Letters

Asymptomatic spread of flu is not proved

BMJ 2005; 331 doi: https://doi.org/10.1136/bmj.331.7525.1145 (Published 10 November 2005) Cite this as: BMJ 2005;331:1145
  1. Ronald Eccles (eccles{at}cardiff.ac.uk), director
  1. Common Cold Centre, Cardiff University, Cardiff CF10 3US

    EDITOR—Macfarlane and Lim state that infection control of pandemic flu would be challenging because “unlike SARS, flu is highly infectious before patients develop definite symptoms.”1

    What is the evidence for asymptomatic transmission of flu? Fraser et al describe a model for the spread of flu, but it is only a mathematical model for transmission and the paper does not provide any convincing references to support asymptomatic spread.2 Older work by R B Couch in the 1970s states that viral shedding may sometimes occur before clinically significant symptoms, but viral shedding detected by nasal swabs cannot be equated to transmission of infection.
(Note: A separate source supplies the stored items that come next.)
//! Error responses.
//!
//! Every failure becomes `{"error": ...}` with `content-type:
//! application/json`. Client mistakes echo their cause; unexpected failures
//! are logged in full and answered with a fixed message.

use std::collections::BTreeMap;
use std::error::Error as _;

use bytes::Bytes;
use http::{HeaderMap, Method, StatusCode};
use serde::Serialize;
use serde_json::Value;
use tracing::error;

use crate::data::StoreError;
use crate::json::{EncodeError, Envelope, ReadJsonError, write_json};
use crate::request::BoxError;
use crate::response::{IntoResponse, Response};

const SERVER_ERROR_MESSAGE: &str =
    "the server encountered a problem and could not process your request";

/// A request that could not be served.
#[derive(Debug, thiserror::Error)]
pub enum ApiError {
    /// Malformed body or unusable input; the message is shown to the client.
    #[error("{0}")]
    BadRequest(String),

    #[error("the requested resource could not be found")]
    NotFound,

    #[error("the {0} method is not supported for this resource")]
    MethodNotAllowed(Method),

    /// Field name → reason.
    #[error("failed validation")]
    FailedValidation(BTreeMap<String, String>),

    /// Anything unexpected. Logged, never shown.
    #[error("{SERVER_ERROR_MESSAGE}")]
    Internal(#[source] BoxError),
}

impl ApiError {
    pub fn internal(err: impl Into<BoxError>) -> Self {
        Self::Internal(err.into())
    }

    pub fn status(&self) -> StatusCode {
        match self {
            Self::BadRequest(_) => StatusCode::BAD_REQUEST,
            Self::NotFound => StatusCode::NOT_FOUND,
            Self::MethodNotAllowed(_) => StatusCode::METHOD_NOT_ALLOWED,
            Self::FailedValidation(_) => StatusCode::UNPROCESSABLE_ENTITY,
            Self::Internal(_) => StatusCode::INTERNAL_SERVER_ERROR,
        }
    }
}

impl From<ReadJsonError> for ApiError {
    fn from(err: ReadJsonError) -> Self {
        Self::BadRequest(err.to_string())
    }
}

impl From<StoreError> for ApiError {
    fn from(err: StoreError) -> Self {
        match err {
            StoreError::NotFound => Self::NotFound,
            other => Self::internal(other),
        }
    }
}

impl From<EncodeError> for ApiError {
    fn from(err: EncodeError) -> Self {
        Self::internal(err)
    }
}

impl IntoResponse for ApiError {
    fn into_response(self) -> Response {
        let status = self.status();
        let message = match self {
            Self::FailedValidation(errors) => Value::from_iter(errors),
            Self::Internal(err) => {
                error!(error = %err, source = ?err.source(), "internal error");
                Value::from(SERVER_ERROR_MESSAGE)
            }
            other => Value::from(other.to_string()),
        };
        error_response(status, message)
    }
}

/// Writes `{"error": message}` with `status`.
///
/// If `message` itself fails to serialize, the client still gets a JSON 500.
pub fn error_response<T: Serialize>(status: StatusCode, message: T) -> Response {
    match write_json(status, &Envelope::Error(message), HeaderMap::new()) {
        Ok(res) => res,
        Err(err) => {
            error!(error = %err, "failed to encode error response");
            Response::builder()
                .status(StatusCode::INTERNAL_SERVER_ERROR)
                .json(Bytes::from(format!("{{\"error\":\"{SERVER_ERROR_MESSAGE}\"}}\n")))
        }
    }
}

#[cfg(test)]
mod tests {
    use super::*;
    use http::header::CONTENT_TYPE;
    use rstest::rstest;
    use serde_json::json;

    fn body(res: &Response) -> Value {
        serde_json::from_slice(res.body()).unwrap()
    }

    #[rstest]
    #[case::string(StatusCode::BAD_REQUEST, json!("invalid input"))]
    #[case::map(StatusCode::UNPROCESSABLE_ENTITY, json!({"field": "error"}))]
    #[case::number(StatusCode::INTERNAL_SERVER_ERROR, json!(500))]
    fn error_response_wraps_any_message(#[case] status: StatusCode, #[case] message: Value) {
        let res = error_response(status, &message);

        assert_eq!(res.status_code(), status);
        assert_eq!(res.headers()[CONTENT_TYPE], "application/json");
        assert_eq!(body(&res), json!({ "error": message }));
    }

    #[test]
    fn internal_error_hides_the_cause() {
        let res = ApiError::internal("database password is wrong").into_response();

        assert_eq!(res.status_code(), StatusCode::INTERNAL_SERVER_ERROR);
        assert_eq!(res.headers()[CONTENT_TYPE], "application/json");
        let message = body(&res)["error"].as_str().unwrap().to_owned();
        assert_eq!(message, SERVER_ERROR_MESSAGE);
        assert!(!message.contains("password"));
    }

    #[test]
    fn bad_request_exposes_the_cause() {
        let res = ApiError::BadRequest("validation failed: email format".into()).into_response();
        assert_eq!(res.status_code(), StatusCode::BAD_REQUEST);
        assert_eq!(body(&res)["error"], "validation failed: email format");
    }

    #[rstest]
    #[case::with_errors(&[("username", "must contain only letters"), ("dateOfBirth", "must be in the past")])]
    #[case::empty(&[])]
    fn failed_validation_returns_field_map(#[case] fields: &[(&str, &str)]) {
        let errors: BTreeMap<String, String> = fields.iter()
            .map(|(k, v)| ((*k).to_owned(), (*v).to_owned()))
            .collect();
        let res = ApiError::FailedValidation(errors.clone()).into_response();

        assert_eq!(res.status_code(), StatusCode::UNPROCESSABLE_ENTITY);
        assert_eq!(body(&res)["error"], serde_json::to_value(&errors).unwrap());
    }

    #[test]
    fn not_found_and_method_not_allowed_messages() {
        let res = ApiError::NotFound.into_response();
        assert_eq!(res.status_code(), StatusCode::NOT_FOUND);
        assert_eq!(body(&res)["error"], "the requested resource could not be found");

        let res = ApiError::MethodNotAllowed(Method::POST).into_response();
        assert_eq!(res.status_code(), StatusCode::METHOD_NOT_ALLOWED);
        assert_eq!(body(&res)["error"], "the POST method is not supported for this resource");
    }

    #[test]
    fn store_errors_map_to_404_or_500() {
        assert!(matches!(ApiError::from(StoreError::NotFound), ApiError::NotFound));
        let timeout = StoreError::Timeout(std::time::Duration::from_secs(3));
        assert_eq!(ApiError::from(timeout).status(), StatusCode::INTERNAL_SERVER_ERROR);
    }

    #[test]
    fn transport_errors_are_bad_requests() {
        let err = ApiError::from(ReadJsonError::Empty);
        assert_eq!(err.status(), StatusCode::BAD_REQUEST);
        assert_eq!(err.to_string(), "body must not be empty");
    }
}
Infected airway mucus must be exchanged for flu to transmit from one person to another.

    Rhinorrhoea, coughing, and sneezing are important factors in facilitating aerosol and fomites transmission of infection, and I doubt that any clinically significant exchange of airway mucus can occur from asymptomatic cases of flu.

    Footnotes

    • Competing interests None declared.